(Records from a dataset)
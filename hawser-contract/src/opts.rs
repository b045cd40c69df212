use hawser_core::{BlockTag, H160, U256};

/// Options for a read-only call.
#[derive(Debug, Clone, Copy, Default, PartialEq, Eq)]
pub struct CallOpts {
    /// Optional `msg.sender` override.
    pub from: Option<H160>,
    /// State to execute against.
    pub block: BlockTag,
}

/// Options for a state-changing transaction. Gas fields are hints the
/// authorizer may honor or refine.
#[derive(Debug, Clone, Default, PartialEq, Eq)]
pub struct TransactOpts {
    /// Wei attached to the transaction.
    pub value: U256,
    /// Optional gas limit cap.
    pub gas_limit: Option<U256>,
    /// Optional gas price cap.
    pub gas_price: Option<U256>,
}

impl TransactOpts {
    /// Options carrying only an attached value.
    pub fn with_value(value: U256) -> Self {
        Self {
            value,
            ..Self::default()
        }
    }
}

/// Block range for historical log retrieval.
#[derive(Debug, Clone, Copy, PartialEq, Eq)]
pub struct FilterOpts {
    /// First block of the range, inclusive.
    pub from_block: u64,
    /// Last block of the range, inclusive; `None` means the latest block.
    pub to_block: Option<u64>,
}

/// Start point for a historical-plus-live event watch.
#[derive(Debug, Clone, Copy, Default, PartialEq, Eq)]
pub struct WatchOpts {
    /// Replay history from this block before tailing live logs; `None`
    /// tails from the next block only.
    pub from_block: Option<u64>,
}
//! Hashing helpers shared across the schema.

use hawser_core::H256;
use sha3::{Digest, Keccak256};

/// Computes the keccak-256 hash of `bytes`.
pub fn keccak256(bytes: &[u8]) -> H256 {
    H256::from_slice(Keccak256::digest(bytes).as_slice())
}
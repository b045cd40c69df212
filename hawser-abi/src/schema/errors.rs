use crate::schema::function::{param_kinds, render_kinds};
use crate::util::keccak256;
use crate::{codec, AbiResult, Param, Selector, Value};

/// A user-defined error the contract can revert with.
#[derive(Debug, Clone, PartialEq, Eq)]
pub struct ErrorDecl {
    /// Error name as declared.
    pub name: String,
    /// Error parameters in declaration order.
    pub inputs: Vec<Param>,
}

impl ErrorDecl {
    /// Canonical signature: `name(t1,t2,…)`.
    pub fn signature(&self) -> String {
        format!("{}({})", self.name, render_kinds(&self.inputs))
    }

    /// First 4 bytes of the keccak-256 hash of the canonical signature;
    /// revert payloads raising this error are prefixed with it.
    pub fn selector(&self) -> Selector {
        let hash = keccak256(self.signature().as_bytes());
        let mut selector = [0u8; 4];
        selector.copy_from_slice(&hash.as_bytes()[..4]);
        selector
    }

    /// Decode the argument region of a revert payload (everything after
    /// the selector).
    pub fn decode_payload(&self, data: &[u8]) -> AbiResult<Vec<Value>> {
        codec::decode(&param_kinds(&self.inputs), data)
    }
}
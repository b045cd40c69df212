use hawser_core::{LogMeta, RawLog, H256};

use crate::schema::function::render_kinds;
use crate::util::keccak256;
use crate::{codec, AbiError, AbiResult, Param, ParamKind, Value};

/// An event the contract can emit.
#[derive(Debug, Clone, PartialEq, Eq)]
pub struct Event {
    /// Event name as declared.
    pub name: String,
    /// Inputs in declaration order, indexed and non-indexed interleaved.
    pub inputs: Vec<Param>,
    /// Anonymous events do not place their signature hash in topic-0;
    /// only their indexed parameters are filterable.
    pub anonymous: bool,
}

impl Event {
    /// Canonical signature over all inputs in declaration order.
    pub fn signature(&self) -> String {
        format!("{}({})", self.name, render_kinds(&self.inputs))
    }

    /// Keccak-256 hash of the canonical signature; emitted as topic-0 for
    /// non-anonymous events.
    pub fn topic0(&self) -> H256 {
        keccak256(self.signature().as_bytes())
    }

    /// Number of indexed inputs, i.e. topics the event consumes beyond
    /// topic-0.
    pub fn indexed_count(&self) -> usize {
        self.inputs.iter().filter(|param| param.indexed).count()
    }

    /// Decode a raw log against this event.
    ///
    /// Indexed inputs consume one topic each, in declaration order.
    /// Indexed values of dynamic or composite type arrive as the
    /// keccak-256 digest of the value; the original is unrecoverable
    /// from the topic and is surfaced as an opaque 32-byte word. The
    /// non-indexed inputs are tuple-decoded from the data payload. The
    /// result preserves declaration order.
    pub fn decode_log(&self, raw: &RawLog) -> AbiResult<Vec<LogParam>> {
        let expected = self.indexed_count() + usize::from(!self.anonymous);
        if raw.topics.len() != expected {
            return Err(AbiError::TopicMismatch {
                event: self.name.clone(),
                expected,
                got: raw.topics.len(),
            });
        }
        if !self.anonymous && raw.topics[0] != self.topic0() {
            return Err(AbiError::UnknownEvent {
                topic: raw.topics[0],
            });
        }

        let data_kinds: Vec<ParamKind> = self
            .inputs
            .iter()
            .filter(|param| !param.indexed)
            .map(|param| param.kind.clone())
            .collect();
        let mut data_values = codec::decode(&data_kinds, &raw.data)?.into_iter();
        let mut topics = raw.topics[usize::from(!self.anonymous)..].iter();

        let mut params = Vec::with_capacity(self.inputs.len());
        for input in &self.inputs {
            let value = if input.indexed {
                match topics.next() {
                    Some(topic) => decode_topic(&input.kind, topic)?,
                    None => {
                        return Err(AbiError::TopicMismatch {
                            event: self.name.clone(),
                            expected,
                            got: raw.topics.len(),
                        })
                    }
                }
            } else {
                match data_values.next() {
                    Some(value) => value,
                    None => {
                        return Err(AbiError::ShortRead {
                            offset: raw.data.len(),
                            needed: 32,
                            available: 0,
                        })
                    }
                }
            };
            params.push(LogParam {
                name: input.name.clone(),
                value,
            });
        }
        Ok(params)
    }
}

/// Indexed value types decode from their topic word; everything else was
/// hashed at emission and survives only as a digest.
fn decode_topic(kind: &ParamKind, topic: &H256) -> AbiResult<Value> {
    match kind {
        ParamKind::Uint(_)
        | ParamKind::Int(_)
        | ParamKind::Address
        | ParamKind::Bool
        | ParamKind::FixedBytes(_) => {
            let (value, _) = codec::decode_value(kind, topic.as_bytes())?;
            Ok(value)
        }
        _ => Ok(Value::FixedBytes(topic.as_bytes().to_vec())),
    }
}

/// One decoded event field.
#[derive(Debug, Clone, PartialEq, Eq)]
pub struct LogParam {
    /// Parameter name from the declaration.
    pub name: String,
    /// Decoded value.
    pub value: Value,
}

/// A log decoded into a typed record.
#[derive(Debug, Clone, PartialEq, Eq)]
pub struct DecodedLog {
    /// Name of the matched event.
    pub event: String,
    /// Decoded fields in declaration order.
    pub params: Vec<LogParam>,
    /// True when this record retracts an earlier delivery across a reorg.
    pub retracted: bool,
    /// Position metadata of the underlying log.
    pub meta: LogMeta,
}

impl DecodedLog {
    /// Look up a decoded field by parameter name.
    pub fn param(&self, name: &str) -> Option<&Value> {
        self.params
            .iter()
            .find(|param| param.name == name)
            .map(|param| &param.value)
    }
}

THE TASK
If a line in the records contains the string "attached", copy it out.

RESPONSE TO THE EXERCISE
    /// Wei attached to the transaction.
    /// Options carrying only an attached value.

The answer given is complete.